With its credibility at stake, the Spanish Rugby Federation discussed this Wednesday what to do with the Instagram posts of Jason Tomane, a New Zealand player who played four World Cup qualifying matches with Romania and spent more time out of the country than expected. allowed to be eligible. It was recognized by the Romanian Rugby Federation itself, which claimed to have the permits and that there is no case. Spain is in the process of appealing after the sanction of World Rugby – the international federation of this sport – for improperly lining up the South African Gavin Van den Berg, who separated the team from its first World Cup in 24 years. And the first response has been prudence. There will be, for the moment, no complaint and the Federation limits itself in a statement to saying that it has put the case in the hands of its legal services.
The controversy is in two Instagram posts by Tomane. Romania gave him the native label that allows him to be eligible for the national team that later fielded him in the last four qualifying games. At the beginning of that period that World Rugby requires for a foreigner to be selected – three years without leaving the country of destination for a period exceeding 60 days – he left for Hungary. His wife thanked the country for the “three months” spent there.
The unknown is what he went there for and if he did it with permission from World Rugby, which allows you to exceed that 60-day period if there is a force majeure cause. The hope of the Federation is that the doubt is sufficient to open a verification process, as happened in the case of Van den Berg, for which Spain had no other answer than to explain what happened after a photograph of him appeared at a wedding: that there was no permission for the South African to exceed the time outside the country and that three people from Alcobendas falsified a photocopy of his passport.
Romania responded with the same forcefulness with which Spain defended its actions during the Van den Berg investigation. His federation assured in a statement that they had followed “all the necessary steps” in the player’s illegibility, called the information in this regard “erroneous” and gave an explanation for the trip to Hungary. “According to Romanian legislation, to obtain a residence visa, the interested party must request it from outside the country.” He assures that he brought the case to the attention of World Rugby, which “noted and supported the exceptional circumstances that caused the player to stay out of the country longer than allowed.”

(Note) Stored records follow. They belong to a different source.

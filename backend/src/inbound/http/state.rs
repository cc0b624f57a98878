//! Shared HTTP adapter state.
//!
//! HTTP handlers accept this state via `actix_web::web::Data` so they only
//! depend on domain ports (use-cases) and remain testable without I/O.

use std::sync::Arc;

use crate::domain::ports::{
    EnrollmentCommand, EnrollmentQuery, FixtureEnrollmentCommand, FixtureEnrollmentQuery,
    FixturePaymentCommand, PaymentCommand,
};

/// Dependency bundle for HTTP handlers.
#[derive(Clone)]
pub struct HttpState {
    pub enrollments: Arc<dyn EnrollmentCommand>,
    pub enrollments_query: Arc<dyn EnrollmentQuery>,
    pub payments: Arc<dyn PaymentCommand>,
}

impl HttpState {
    /// Construct state from the port implementations.
    pub fn new(
        enrollments: Arc<dyn EnrollmentCommand>,
        enrollments_query: Arc<dyn EnrollmentQuery>,
        payments: Arc<dyn PaymentCommand>,
    ) -> Self {
        Self {
            enrollments,
            enrollments_query,
            payments,
        }
    }
}

impl Default for HttpState {
    /// Fixture-backed state for tests and servers with no storage wired.
    fn default() -> Self {
        Self {
            enrollments: Arc::new(FixtureEnrollmentCommand),
            enrollments_query: Arc::new(FixtureEnrollmentQuery),
            payments: Arc::new(FixturePaymentCommand),
        }
    }
}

In the absence of knowing these “exceptional circumstances”, Spain has decided to wait. “If we make a mistake, we are going to look bad on top of that, as informers of an outrage that has not been committed,” say sources familiar with the case. International regulations allow an association to report any breach within 28 days of becoming aware of the fact, but World Rugby can intervene ex officio to review any breach at any time. The regulations give such a margin that it could sustain everything, even withdrawing a world title for eligibility. The president of the FER, Alfonso Feijoo, who announced his resignation when the entire process is over, and his technicians exchanged impressions and decided to wait to see if new evidence emerges in the coming days – any post on social networks could be – that give the case a certain solidity.

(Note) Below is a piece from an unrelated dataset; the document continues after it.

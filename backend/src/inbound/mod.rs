//! Inbound adapters translating external requests into domain service calls
//! while keeping framework details at the edge.

pub mod http;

There are days to report, but the hearing of the appeal is scheduled to be in mid-June and that wild card may be key. Despite the forcefulness of the sanction by World Rugby, which declared Spain lost the two games in which Van den Berg played despite its lack of relevance in results that were bulky, the legal services are confident in the strength of the appeal. They argue that the sanction is disproportionate to the offense and cite vague precedents in other countries to reveal the pores of international eligibility. A false complaint would be a new wound to the already diminished Spanish credibility. It would convey the idea of: “You screwed it up again”, they fear in the FER.

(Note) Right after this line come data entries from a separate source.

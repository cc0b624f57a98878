//! Cookie-session access for the enrollment API.
//!
//! Every enrollment and payment handler requires a logged-in user. This
//! wrapper keeps the actix-session plumbing out of those handlers: `POST
//! /api/v1/login` stores the verified user id here, and the rest of the
//! surface reads it back through [`SessionContext::require_user_id`].

use actix_session::Session;
use actix_web::{dev::Payload, FromRequest, HttpRequest};
use futures_util::future::LocalBoxFuture;

use crate::domain::{Error, UserId};

pub(crate) const SESSION_USER_KEY: &str = "user_id";

/// Handler-facing view of the session cookie.
#[derive(Clone)]
pub struct SessionContext(Session);

impl SessionContext {
    pub fn new(session: Session) -> Self {
        Self(session)
    }

    /// Record a freshly authenticated user id.
    ///
    /// Rotates the session first so a cookie captured before login cannot be
    /// promoted to an authenticated one.
    pub fn persist_user(&self, user_id: &UserId) -> Result<(), Error> {
        self.0.renew();
        self.0
            .insert(SESSION_USER_KEY, user_id.as_ref())
            .map_err(|error| Error::internal(format!("failed to persist session: {error}")))
    }

    /// Read the logged-in user id, if any.
    ///
    /// A cookie carrying an id that no longer parses reads as anonymous
    /// rather than an error; the cookie is signed, so this only happens to
    /// sessions issued before a change in the id format.
    pub fn user_id(&self) -> Result<Option<UserId>, Error> {
        let raw = self
            .0
            .get::<String>(SESSION_USER_KEY)
            .map_err(|error| Error::internal(format!("failed to read session: {error}")))?;
        let Some(raw) = raw else {
            return Ok(None);
        };
        match UserId::new(raw) {
            Ok(id) => Ok(Some(id)),
            Err(error) => {
                tracing::warn!("discarding session with unparseable user id: {error}");
                Ok(None)
            }
        }
    }

    /// Resolve the logged-in user id or fail with `401 Unauthorized`.
    pub fn require_user_id(&self) -> Result<UserId, Error> {
        self.user_id()?
            .ok_or_else(|| Error::unauthorized("login required"))
    }
}

impl FromRequest for SessionContext {
    type Error = actix_web::Error;
    type Future = LocalBoxFuture<'static, Result<Self, Self::Error>>;

    fn from_request(req: &HttpRequest, payload: &mut Payload) -> Self::Future {
        let fut = Session::from_request(req, payload);
        Box::pin(async move { fut.await.map(SessionContext::new) })
    }
}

Like Spain, Romania was disqualified from the 2019 World Cup for improper alignment, so it would also be a repeat offender. If World Rugby applied the same sanction, the ‘Robles’ would lose four games and would be ruled out for France 2023, an appointment for which they now have a ticket. In this hypothetical scenario, Portugal would have the direct place and Spain, even with the sanction of Van den Berg, would rise to third place, which gives the right to play a playoff, a priori, affordable.